Une page de mon nouveau tapuscrit : page 13 : un album "Formule 1"

Tu vois, mon père avait été militaire. Il a même fait de son mieux pour l'être : recalé la première fois aux 3 jours parce que trop maigre, on lui dit : revenez dans un an. Et il le fait. Il revient après avoir pris du poids. Et il est apte. Comme moi, mais bien plus tard.

Sauf que moi, après une bonne partie de mon sursit, pour être un scientifique littéraire, je commence à mal dormir. A presque plus dormir. Tu vois, mon père m'avais parlé du baptême du char, et moi j'imaginais des parcours du combattants, des trucs de force. 

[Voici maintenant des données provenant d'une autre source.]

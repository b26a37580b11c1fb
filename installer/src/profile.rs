//! Persisted profile format.
//!
//! A profile is a plain text file with one module per line:
//!
//! ```text
//! Module Title/Name: <display name>, Manifest URL: <manifest url>
//! ```
//!
//! Parsing is tolerant: lines that do not carry a parseable manifest URL are
//! reported back as [`SkippedLine`]s rather than failing the whole file.

use camino::Utf8Path;
use log::{debug, warn};
use std::fmt;
use std::io;

const NAME_PREFIX: &str = "Module Title/Name: ";
const URL_SEPARATOR: &str = ", Manifest URL: ";

/// One module entry in a profile.
#[derive(Debug, Clone, PartialEq, Eq)]
pub struct ProfileRecord {
    display_name: String,
    manifest_url: String,
}

impl ProfileRecord {
    /// Create a record from a display name and a remote manifest URL.
    #[must_use]
    pub fn new(display_name: impl Into<String>, manifest_url: impl Into<String>) -> Self {
        Self {
            display_name: display_name.into(),
            manifest_url: manifest_url.into(),
        }
    }

    /// The human-facing module name.
    #[must_use]
    pub fn display_name(&self) -> &str {
        &self.display_name
    }

    /// The URL of the module's remote manifest.
    #[must_use]
    pub fn manifest_url(&self) -> &str {
        &self.manifest_url
    }
}

impl fmt::Display for ProfileRecord {
    fn fmt(&self, f: &mut fmt::Formatter<'_>) -> fmt::Result {
        write!(f, "{} <{}>", self.display_name, self.manifest_url)
    }
}

/// A profile line that could not be turned into a record.
#[derive(Debug, Clone, PartialEq, Eq)]
pub struct SkippedLine {
    /// One-based line number in the profile.
    pub line_number: usize,
    /// The raw line content.
    pub content: String,
}

/// The result of parsing a profile.
#[derive(Debug, Clone, Default, PartialEq, Eq)]
pub struct ParsedProfile {
    /// Records in file order.
    pub records: Vec<ProfileRecord>,
    /// Non-blank lines that did not match the record pattern.
    pub skipped: Vec<SkippedLine>,
}

/// Parse profile text into records, skipping malformed lines.
///
/// # Examples
///
/// ```
/// use modsync_installer::profile::parse_profile;
///
/// let text = concat!(
///     "Module Title/Name: Dice, Fancy, Manifest URL: https://example.test/dice.json\n",
///     "garbage\n",
/// );
/// let parsed = parse_profile(text);
/// assert_eq!(parsed.records.len(), 1);
/// assert_eq!(parsed.records[0].display_name(), "Dice, Fancy");
/// assert_eq!(parsed.skipped.len(), 1);
/// ```
#[must_use]
pub fn parse_profile(text: &str) -> ParsedProfile {
    let mut parsed = ParsedProfile::default();

    for (index, line) in text.lines().enumerate() {
        let line_number = index + 1;
        if line.trim().is_empty() {
            continue;
        }
        match parse_line(line) {
            Some(record) => {
                debug!("profile line {line_number}: {record}");
                parsed.records.push(record);
            }
            None => {
                warn!("skipping profile line {line_number}: no parseable manifest URL");
                parsed.skipped.push(SkippedLine {
                    line_number,
                    content: line.to_owned(),
                });
            }
        }
    }

    parsed
}

/// Parse a single profile line.
///
/// The URL separator is searched from the right so display names that
/// contain commas survive intact.
#[must_use]
pub fn parse_line(line: &str) -> Option<ProfileRecord> {
    let line = line.trim_end_matches(['\r', '\n']);
    let rest = line.trim_start().strip_prefix(NAME_PREFIX)?;
    let split_at = rest.rfind(URL_SEPARATOR)?;
    let (name, url_part) = rest.split_at(split_at);
    let url = url_part.strip_prefix(URL_SEPARATOR)?.trim();

    if url.is_empty() || url.contains(char::is_whitespace) {
        return None;
    }

    Some(ProfileRecord::new(name.trim(), url))
}

/// Render a record as a single profile line, without a trailing newline.
///
/// Line breaks inside either field are flattened to spaces so that one
/// record always occupies exactly one line.
#[must_use]
pub fn format_record(record: &ProfileRecord) -> String {
    format!(
        "{NAME_PREFIX}{}{URL_SEPARATOR}{}",
        single_line(record.display_name()),
        single_line(record.manifest_url()),
    )
}

fn single_line(value: &str) -> String {
    value.replace(['\r', '\n'], " ")
}

/// Read and parse a profile from disk.
///
/// # Errors
///
/// Returns an error if the file cannot be read as UTF-8 text.
pub fn read_profile(path: &Utf8Path) -> io::Result<ParsedProfile> {
    let text = std::fs::read_to_string(path)?;
    Ok(parse_profile(&text))
}

/// Write records to disk as a profile, replacing any existing file.
///
/// # Errors
///
/// Returns an error if the file cannot be written.
pub fn write_profile(path: &Utf8Path, records: &[ProfileRecord]) -> io::Result<()> {
    let mut text = String::new();
    for record in records {
        text.push_str(&format_record(record));
        text.push('\n');
    }
    std::fs::write(path, text)
}

#[cfg(test)]
mod tests {
    use super::*;
    use rstest::rstest;

    #[rstest]
    #[case::simple(
        "Module Title/Name: Dice So Nice, Manifest URL: https://x.test/dsn/module.json",
        "Dice So Nice",
        "https://x.test/dsn/module.json"
    )]
    #[case::comma_in_name(
        "Module Title/Name: Maps, Tokens, and More, Manifest URL: https://x.test/m.json",
        "Maps, Tokens, and More",
        "https://x.test/m.json"
    )]
    #[case::crlf(
        "Module Title/Name: A, Manifest URL: https://x.test/a.json\r",
        "A",
        "https://x.test/a.json"
    )]
    #[case::trailing_space(
        "Module Title/Name: A, Manifest URL: https://x.test/a.json   ",
        "A",
        "https://x.test/a.json"
    )]
    #[case::empty_name("Module Title/Name: , Manifest URL: https://x.test/a.json", "", "https://x.test/a.json")]
    fn parse_line_accepts_valid_records(
        #[case] line: &str,
        #[case] name: &str,
        #[case] url: &str,
    ) {
        let record = parse_line(line).expect("line should parse");
        assert_eq!(record.display_name(), name);
        assert_eq!(record.manifest_url(), url);
    }

    #[rstest]
    #[case::no_prefix("Dice, Manifest URL: https://x.test/a.json")]
    #[case::no_url("Module Title/Name: Dice")]
    #[case::empty_url("Module Title/Name: Dice, Manifest URL: ")]
    #[case::url_with_space("Module Title/Name: Dice, Manifest URL: not a url")]
    #[case::random("hello world")]
    fn parse_line_rejects_malformed_records(#[case] line: &str) {
        assert!(parse_line(line).is_none(), "expected None for {line:?}");
    }

    #[test]
    fn parse_profile_preserves_order_and_reports_skips() {
        let text = concat!(
            "Module Title/Name: One, Manifest URL: https://x.test/1.json\n",
            "\n",
            "not a record\n",
            "Module Title/Name: Two, Manifest URL: https://x.test/2.json\n",
        );
        let parsed = parse_profile(text);

        let names: Vec<&str> = parsed
            .records
            .iter()
            .map(ProfileRecord::display_name)
            .collect();
        assert_eq!(names, vec!["One", "Two"]);
        assert_eq!(
            parsed.skipped,
            vec![SkippedLine {
                line_number: 3,
                content: "not a record".to_owned(),
            }]
        );
    }

    #[test]
    fn format_record_flattens_line_breaks() {
        let record = ProfileRecord::new("Two\nLines", "https://x.test/a.json");
        let line = format_record(&record);
        assert!(!line.contains('\n'));
        let reparsed = parse_line(&line).expect("formatted line should parse");
        assert_eq!(reparsed.display_name(), "Two Lines");
    }

    #[test]
    fn profile_file_round_trips_through_disk() {
        let temp = tempfile::tempdir().expect("temp dir");
        let path = camino::Utf8PathBuf::try_from(temp.path().join("profile.txt")).expect("UTF-8");
        let records = vec![
            ProfileRecord::new("First", "https://x.test/1.json"),
            ProfileRecord::new("Second, With Comma", "https://x.test/2.json"),
        ];

        write_profile(&path, &records).expect("write");
        let parsed = read_profile(&path).expect("read");

        assert_eq!(parsed.records, records);
        assert!(parsed.skipped.is_empty());
    }

    #[test]
    fn read_profile_reports_missing_file() {
        let err = read_profile(Utf8Path::new("/nonexistent/profile.txt")).expect_err("missing");
        assert_eq!(err.kind(), io::ErrorKind::NotFound);
    }
}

Comme j'avais raccourci mon sursit, pour y aller, à l'armée, je dormais plus. Pas seulement parce que je me disais que j'allais sans doute enseigner dans le civil aussi.

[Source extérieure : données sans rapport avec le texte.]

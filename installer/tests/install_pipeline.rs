//! Integration tests for the install pipeline against a stub fetcher.

use camino::Utf8PathBuf;
use modsync_installer::artefact::extraction::ZipExtractor;
use modsync_installer::error::RecordError;
use modsync_installer::pipeline::{InstallContext, InstallReport, RecordOutcome, install_profile};
use modsync_installer::profile::ProfileRecord;
use modsync_installer::test_utils::{StubFetcher, ZipFixture};
use modsync_installer::transfer::ARTEFACT_FILENAME;
use rstest::{fixture, rstest};
use std::fs;

const MANIFEST: &str = "module.json";

struct Sandbox {
    _temp: tempfile::TempDir,
    root: Utf8PathBuf,
}

impl Sandbox {
    fn run(&self, fetcher: &StubFetcher, records: &[ProfileRecord]) -> InstallReport {
        let context = InstallContext {
            install_root: &self.root,
            manifest_filename: MANIFEST,
            fetcher,
            extractor: &ZipExtractor,
            quiet: true,
        };
        install_profile(records, &context, &mut Vec::new())
    }
}

#[fixture]
fn sandbox() -> Sandbox {
    let temp = tempfile::tempdir().expect("temp dir");
    let root = Utf8PathBuf::try_from(temp.path().join("modules")).expect("UTF-8 path");
    fs::create_dir_all(&root).expect("create install root");
    Sandbox { _temp: temp, root }
}

fn record(id: &str) -> ProfileRecord {
    ProfileRecord::new(id, manifest_url(id))
}

fn manifest_url(id: &str) -> String {
    format!("https://modules.test/{id}/module.json")
}

fn download_url(id: &str) -> String {
    format!("https://modules.test/{id}.zip")
}

fn serving(fetcher: StubFetcher, id: &str, archive: ZipFixture) -> StubFetcher {
    fetcher.with_module(&manifest_url(id), id, &download_url(id), archive)
}

#[rstest]
fn second_run_makes_no_transfers_and_changes_nothing(sandbox: Sandbox) {
    let fetcher = serving(
        StubFetcher::new(),
        "dice",
        ZipFixture::new().file(MANIFEST, r#"{"id":"dice"}"#),
    );
    let records = [record("dice")];

    let first = sandbox.run(&fetcher, &records);
    assert_eq!(first.installed(), 1);
    fs::write(sandbox.root.join("dice/settings.json"), "user data").expect("write user file");

    let second = sandbox.run(&fetcher, &records);

    assert_eq!(second.already_installed(), 1);
    assert_eq!(fetcher.request_count(&download_url("dice")), 1);
    assert_eq!(
        fs::read_to_string(sandbox.root.join("dice/settings.json")).expect("read user file"),
        "user data"
    );
}

#[rstest]
#[case::traversal("../../../etc", "etc")]
#[case::separators("a/b\\c", "abc")]
#[case::spaces("my module", "mymodule")]
fn identifiers_are_sanitised_into_one_path_component(
    sandbox: Sandbox,
    #[case] raw: &str,
    #[case] expected: &str,
) {
    let fetcher = serving(StubFetcher::new(), raw, ZipFixture::new().file(MANIFEST, "{}"));

    let report = sandbox.run(&fetcher, &[record(raw)]);

    assert_eq!(report.installed(), 1);
    assert!(sandbox.root.join(expected).join(MANIFEST).is_file());
    let entries: Vec<_> = fs::read_dir(&sandbox.root).expect("read root").collect();
    assert_eq!(entries.len(), 1);
}

#[rstest]
fn empty_identifier_never_installs_into_the_root(sandbox: Sandbox) {
    let fetcher = serving(StubFetcher::new(), "..", ZipFixture::new().file(MANIFEST, "{}"));

    let report = sandbox.run(&fetcher, &[record("..")]);

    let (_, err) = report.failures().next().expect("one failure");
    assert!(matches!(err, RecordError::IdentifierInvalid { .. }));
    assert!(!sandbox.root.join(MANIFEST).exists());
    assert_eq!(fetcher.request_count(&download_url("..")), 0);
}

#[rstest]
fn wrapper_contents_are_lifted_with_hidden_files(sandbox: Sandbox) {
    let fetcher = serving(
        StubFetcher::new(),
        "dice",
        ZipFixture::new()
            .directory("dice-main/")
            .file("dice-main/module.json", "{}")
            .file("dice-main/.gitattributes", "* text=auto")
            .file("dice-main/styles/dice.css", ""),
    );

    let report = sandbox.run(&fetcher, &[record("dice")]);

    let outcome = report.records[0].result.as_ref().expect("installed");
    assert!(matches!(
        outcome,
        RecordOutcome::Installed { unwrapped: Some(wrapper), .. } if wrapper == "dice-main"
    ));
    let dir = sandbox.root.join("dice");
    assert!(dir.join(".gitattributes").is_file());
    assert!(dir.join("styles/dice.css").is_file());
    assert!(!dir.join("dice-main").exists());
    assert!(!dir.join(ARTEFACT_FILENAME).exists());
}

#[rstest]
fn ambiguous_layout_is_reported_and_left_in_place(sandbox: Sandbox) {
    let fetcher = serving(
        StubFetcher::new(),
        "split",
        ZipFixture::new()
            .file("one/module.json", "{}")
            .file("two/module.json", "{}"),
    );

    let report = sandbox.run(&fetcher, &[record("split")]);

    let (_, err) = report.failures().next().expect("one failure");
    assert!(matches!(err, RecordError::StructureAmbiguous { .. }));
    assert!(sandbox.root.join("split/one/module.json").is_file());
    assert!(sandbox.root.join("split/two/module.json").is_file());
}

#[rstest]
fn middle_failure_is_isolated(sandbox: Sandbox) {
    let archive = || ZipFixture::new().file(MANIFEST, "{}");
    let fetcher = serving(StubFetcher::new(), "first", archive());
    let fetcher = serving(fetcher, "second", archive()).failing(&download_url("second"));
    let fetcher = serving(fetcher, "third", archive());

    let report = sandbox.run(&fetcher, &[record("first"), record("second"), record("third")]);

    assert_eq!(report.installed(), 2);
    assert_eq!(report.failed(), 1);
    assert!(matches!(
        report.records[1].result,
        Err(RecordError::ArtefactDownload { .. })
    ));
    assert!(!sandbox.root.join("second").exists());
    let order: Vec<_> = fetcher
        .requests()
        .into_iter()
        .filter(|url| url.ends_with("module.json"))
        .collect();
    assert_eq!(
        order,
        vec![manifest_url("first"), manifest_url("second"), manifest_url("third")]
    );
}

#[rstest]
fn leftover_artefact_is_extracted_without_downloading(sandbox: Sandbox) {
    let dir = sandbox.root.join("dice");
    fs::create_dir_all(&dir).expect("create module dir");
    ZipFixture::new()
        .file(MANIFEST, "{}")
        .write_to(dir.join(ARTEFACT_FILENAME).as_std_path());
    let fetcher = StubFetcher::new().with_manifest(
        &manifest_url("dice"),
        &format!(r#"{{"id":"dice","download":"{}"}}"#, download_url("dice")),
    );

    let report = sandbox.run(&fetcher, &[record("dice")]);

    assert!(matches!(
        report.records[0].result,
        Ok(RecordOutcome::Installed {
            reused_artefact: true,
            ..
        })
    ));
    assert_eq!(fetcher.request_count(&download_url("dice")), 0);
    assert!(dir.join(MANIFEST).is_file());
    assert!(!dir.join(ARTEFACT_FILENAME).exists());
}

Et en fait, j'avais presque envie d'y aller, au service militaire. Mais pas possible. Plus sommeil. Du coup on me conseille de demander une révision d'aptitude. Que j'obtiens. Le truc à boire 4 doigts de Porto...

Mais mon père y est allé, à l'armée. 

Il l'a fait, le régiment. Il est allé chez toi, Karim. 

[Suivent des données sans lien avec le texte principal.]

//! Shared test utilities for the installer crate.

use crate::artefact::download::{DownloadError, ModuleFetcher};
use std::cell::RefCell;
use std::collections::{HashMap, HashSet};
use std::fs::File;
use std::io::Write;
use std::path::Path;

#[derive(Debug, Clone)]
enum FixtureEntry {
    File { name: String, contents: Vec<u8> },
    Directory { name: String },
}

/// Builder for zip archives used as module artefacts in tests.
///
/// # Examples
///
/// ```
/// use modsync_installer::test_utils::ZipFixture;
///
/// let temp = tempfile::tempdir().expect("temp dir");
/// let path = temp.path().join("module.zip");
/// ZipFixture::new()
///     .file("demo-1.0/module.json", r#"{"id":"demo"}"#)
///     .write_to(&path);
/// assert!(path.is_file());
/// ```
#[derive(Debug, Clone, Default)]
pub struct ZipFixture {
    entries: Vec<FixtureEntry>,
}

impl ZipFixture {
    /// Creates an empty fixture.
    #[must_use]
    pub fn new() -> Self {
        Self::default()
    }

    /// Adds a file entry.
    #[must_use]
    pub fn file(mut self, name: &str, contents: impl AsRef<[u8]>) -> Self {
        self.entries.push(FixtureEntry::File {
            name: name.to_owned(),
            contents: contents.as_ref().to_vec(),
        });
        self
    }

    /// Adds an explicit directory entry. Names should end with `/`.
    #[must_use]
    pub fn directory(mut self, name: &str) -> Self {
        self.entries.push(FixtureEntry::Directory {
            name: name.to_owned(),
        });
        self
    }

    /// Writes the archive to `path`, replacing any existing file.
    ///
    /// # Panics
    ///
    /// Panics if the archive cannot be written.
    pub fn write_to(&self, path: &Path) {
        let file = File::create(path).expect("create zip fixture");
        let mut writer = zip::ZipWriter::new(file);
        let options = zip::write::SimpleFileOptions::default()
            .compression_method(zip::CompressionMethod::Stored)
            .unix_permissions(0o644);

        for entry in &self.entries {
            match entry {
                FixtureEntry::File { name, contents } => {
                    writer
                        .start_file(name.as_str(), options)
                        .expect("start zip entry");
                    writer.write_all(contents).expect("write zip entry");
                }
                FixtureEntry::Directory { name } => {
                    writer
                        .add_directory(name.as_str(), options)
                        .expect("add zip directory");
                }
            }
        }
        writer.finish().expect("finish zip fixture");
    }
}

/// A [`ModuleFetcher`] serving canned responses keyed by URL.
///
/// Unknown URLs answer [`DownloadError::NotFound`]; URLs marked with
/// [`StubFetcher::failing`] answer [`DownloadError::HttpError`]. Every
/// request is recorded in order.
#[derive(Debug, Default)]
pub struct StubFetcher {
    manifests: HashMap<String, String>,
    artefacts: HashMap<String, ZipFixture>,
    failing: HashSet<String>,
    requests: RefCell<Vec<String>>,
}

impl StubFetcher {
    /// Creates a fetcher with no registered URLs.
    #[must_use]
    pub fn new() -> Self {
        Self::default()
    }

    /// Serves `body` at `url` as a manifest document.
    #[must_use]
    pub fn with_manifest(mut self, url: &str, body: &str) -> Self {
        self.manifests.insert(url.to_owned(), body.to_owned());
        self
    }

    /// Serves `archive` at `url` as an artefact.
    #[must_use]
    pub fn with_artefact(mut self, url: &str, archive: ZipFixture) -> Self {
        self.artefacts.insert(url.to_owned(), archive);
        self
    }

    /// Registers a module: a manifest at `manifest_url` naming `id` and a
    /// download at `download_url` serving `archive`.
    #[must_use]
    pub fn with_module(
        self,
        manifest_url: &str,
        id: &str,
        download_url: &str,
        archive: ZipFixture,
    ) -> Self {
        let body = serde_json::json!({ "id": id, "download": download_url }).to_string();
        self.with_manifest(manifest_url, &body)
            .with_artefact(download_url, archive)
    }

    /// Makes every request for `url` fail with a transport error.
    #[must_use]
    pub fn failing(mut self, url: &str) -> Self {
        self.failing.insert(url.to_owned());
        self
    }

    /// Returns every requested URL in order.
    #[must_use]
    pub fn requests(&self) -> Vec<String> {
        self.requests.borrow().clone()
    }

    /// Returns how many times `url` was requested.
    #[must_use]
    pub fn request_count(&self, url: &str) -> usize {
        self.requests
            .borrow()
            .iter()
            .filter(|requested| requested.as_str() == url)
            .count()
    }

    fn record(&self, url: &str) -> Result<(), DownloadError> {
        self.requests.borrow_mut().push(url.to_owned());
        if self.failing.contains(url) {
            return Err(DownloadError::HttpError {
                url: url.to_owned(),
                reason: "connection reset by stub".to_owned(),
            });
        }
        Ok(())
    }
}

impl ModuleFetcher for StubFetcher {
    fn fetch_manifest(&self, url: &str) -> Result<String, DownloadError> {
        self.record(url)?;
        self.manifests
            .get(url)
            .cloned()
            .ok_or_else(|| DownloadError::NotFound {
                url: url.to_owned(),
            })
    }

    fn fetch_artefact(&self, url: &str, dest: &Path) -> Result<(), DownloadError> {
        self.record(url)?;
        let archive = self
            .artefacts
            .get(url)
            .ok_or_else(|| DownloadError::NotFound {
                url: url.to_owned(),
            })?;
        archive.write_to(dest);
        Ok(())
    }
}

Mais en fait, pour te dire, ce soir-là, c'était la Saint-Jean, le soir du feu, des feux, celui de joie, ceux d'artifice.

Et un autre soir, mes oncles avec leurs copains, avaient fait de la musique avec des bassines et des Joncs. 

Pour moi aussi, c'était un soir de petite grande liberté. 

Mais tu vois, quand mon père avait bu un peu- et il lui en fallait peu je crois, comme à moi, sauf que j'ai connu ça et que j'en rajoute jamais - ses copains de l'association, tous des soldats, étaient discrets.

Mais pas ma mère. 

Fallait pas. 

En fait, c'est ça qui a fait qu'on ne pouvait pas être joyeux ensemble. Ce soir là.

Et puis, tu avais 3 ans de plus que moi. 

Et moi j'ai obéi. Ce soir-là.

Après, aux études, passés mes 18 ans, j'ai été un gars libre. Plus libre. 

Ben alors. 

Je savais pas. 

Tu sauras ou pas, mais je passerai devant chez toi. Et quelqu'un le saura. Pas que les chênes, pas que le ruisseau, pas que les prés. 

Je savais pas. Pas grand chose. 

 

Christophe Gervot, écrivain, le 22/11/2020.